Thomas Kell has developed into a thoroughly believable lead character. I’m not going to say admirable, or likeable or sympathetic even, but he is believable. His background, his reasons and reasoning, his actions and his thoughts, all are rock-solid believable. Nothing stretches the imagination, nothing makes you think ‘ok, I’m not gonna go along with that being his motive, but let’s see where it goes before we pass the salt around.’ Nope, he is refreshingly and objectively jaundiced, if that’s even possible. He’s been right royally shafted by the The Service in the past, but still desperately wants to be back inside, though that doesn’t mean he has to like himself, or them, for it.

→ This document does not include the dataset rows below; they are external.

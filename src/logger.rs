//! Logging utilities with colored output.
//!
//! This module provides:
//! - `log!` macro for formatted terminal output with colored prefixes
//! - `debug!` macro for output that only appears with `--verbose`
//!
//! # Example
//!
//! ```ignore
//! log!("feed"; "fetched {} posts", count);
//! debug!("feed"; "pubDate missing for {}", link);
//! ```

use owo_colors::{OwoColorize, Stream, Style};
use std::{
    io::{Write, stdout},
    sync::atomic::{AtomicBool, Ordering},
};

/// Global verbose flag (set by --verbose CLI argument)
static VERBOSE: AtomicBool = AtomicBool::new(false);

/// Set verbose mode globally
pub fn set_verbose(v: bool) {
    VERBOSE.store(v, Ordering::SeqCst);
}

/// Check if verbose mode is enabled
pub fn is_verbose() -> bool {
    VERBOSE.load(Ordering::SeqCst)
}

// ============================================================================
// Log Macro
// ============================================================================

/// Log a message with a colored module prefix
///
/// # Usage
/// ```ignore
/// log!("module"; "message with {} formatting", args);
/// ```
#[macro_export]
macro_rules! log {
    ($module:expr; $($arg:tt)*) => {{
        $crate::logger::log($module, &format!($($arg)*))
    }};
}

/// Log a debug message (only shown when --verbose is enabled)
///
/// # Usage
/// ```ignore
/// debug!("module"; "debug info: {}", value);
/// ```
#[macro_export]
macro_rules! debug {
    ($module:expr; $($arg:tt)*) => {{
        if $crate::logger::is_verbose() {
            $crate::logger::log($module, &format!($($arg)*))
        }
    }};
}

// ============================================================================
// Helper Functions
// ============================================================================

/// Log a message with a colored module prefix
#[inline]
pub fn log(module: &str, message: &str) {
    let module_lower = module.to_ascii_lowercase();
    let prefix = colorize_prefix(module, &module_lower);

    let mut stdout = stdout().lock();
    writeln!(stdout, "{prefix} {message}").ok();
    stdout.flush().ok();
}

/// Apply color to a module prefix based on module type
#[inline]
fn colorize_prefix(module: &str, module_lower: &str) -> String {
    let style = match module_lower {
        "feed" => Style::new().bright_blue().bold(),
        "sitemap" => Style::new().bright_green().bold(),
        "error" => Style::new().bright_red().bold(),
        _ => Style::new().bright_yellow().bold(),
    };
    format!("[{module}]")
        .if_supports_color(Stream::Stdout, |prefix| prefix.style(style))
        .to_string()
}
//! Feed fetching.
//!
//! Downloads the blog's RSS feed and turns each `<item>` into a [`Post`]:
//!
//! - **fetch**: one blocking HTTP GET with a bounded timeout
//! - **parse**: RSS 2.0 channel → `Vec<Post>`
//!
//! A failed fetch or parse never aborts the run. It is logged and treated
//! as an empty feed, so the sitemap is still written.

mod fetch;
mod parse;

pub use parse::parse_posts;

use crate::{config::FeedConfig, log};
use chrono::{DateTime, Utc};
use thiserror::Error;

/// One article entry extracted from the feed.
#[derive(Debug, Clone, PartialEq, Eq)]
pub struct Post {
    pub title: String,
    pub link: String,
    pub published: DateTime<Utc>,
}

/// Errors raised while fetching or parsing the feed.
#[derive(Debug, Error)]
pub enum FetchError {
    #[error("request failed: {0}")]
    Http(#[from] reqwest::Error),

    #[error("unexpected HTTP status {0}")]
    Status(reqwest::StatusCode),

    #[error("invalid RSS feed: {0}")]
    Parse(#[from] rss::Error),
}

/// Fetch and parse the configured feed.
///
/// Returns an empty list on any failure.
pub fn fetch_posts(config: &FeedConfig) -> Vec<Post> {
    let result = fetch::fetch_body(&config.url, config.timeout())
        .and_then(|body| parse_posts(&body));

    match result {
        Ok(posts) => {
            log!("feed"; "fetched {} posts from {}", posts.len(), config.url);
            posts
        }
        Err(e) => {
            log!("error"; "failed to fetch feed {}: {}", config.url, e);
            Vec::new()
        }
    }
}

From there on, the story goes every place you would wish it to, though without ever being predictable. The writing is economical and effective and I was held hanging the whole time - constantly trying to guess what was next. I was (nearly) always wrong. It’s a read it a little bit more, read it propped open with the jam jar at breakfast, read it on the bus and miss your stop, think about it all day, try to explain your theories underway, in Danish, to your Danish colleagues, good. Really. This is gonna be a hard act to follow and no mistake. But I think, on the evidence of this (and I have my own idea of how he can do it), Charles Cummings is the man to do it.

Anything else of this genre I read from now on, will have to stand comparison to ‘A Colder War.’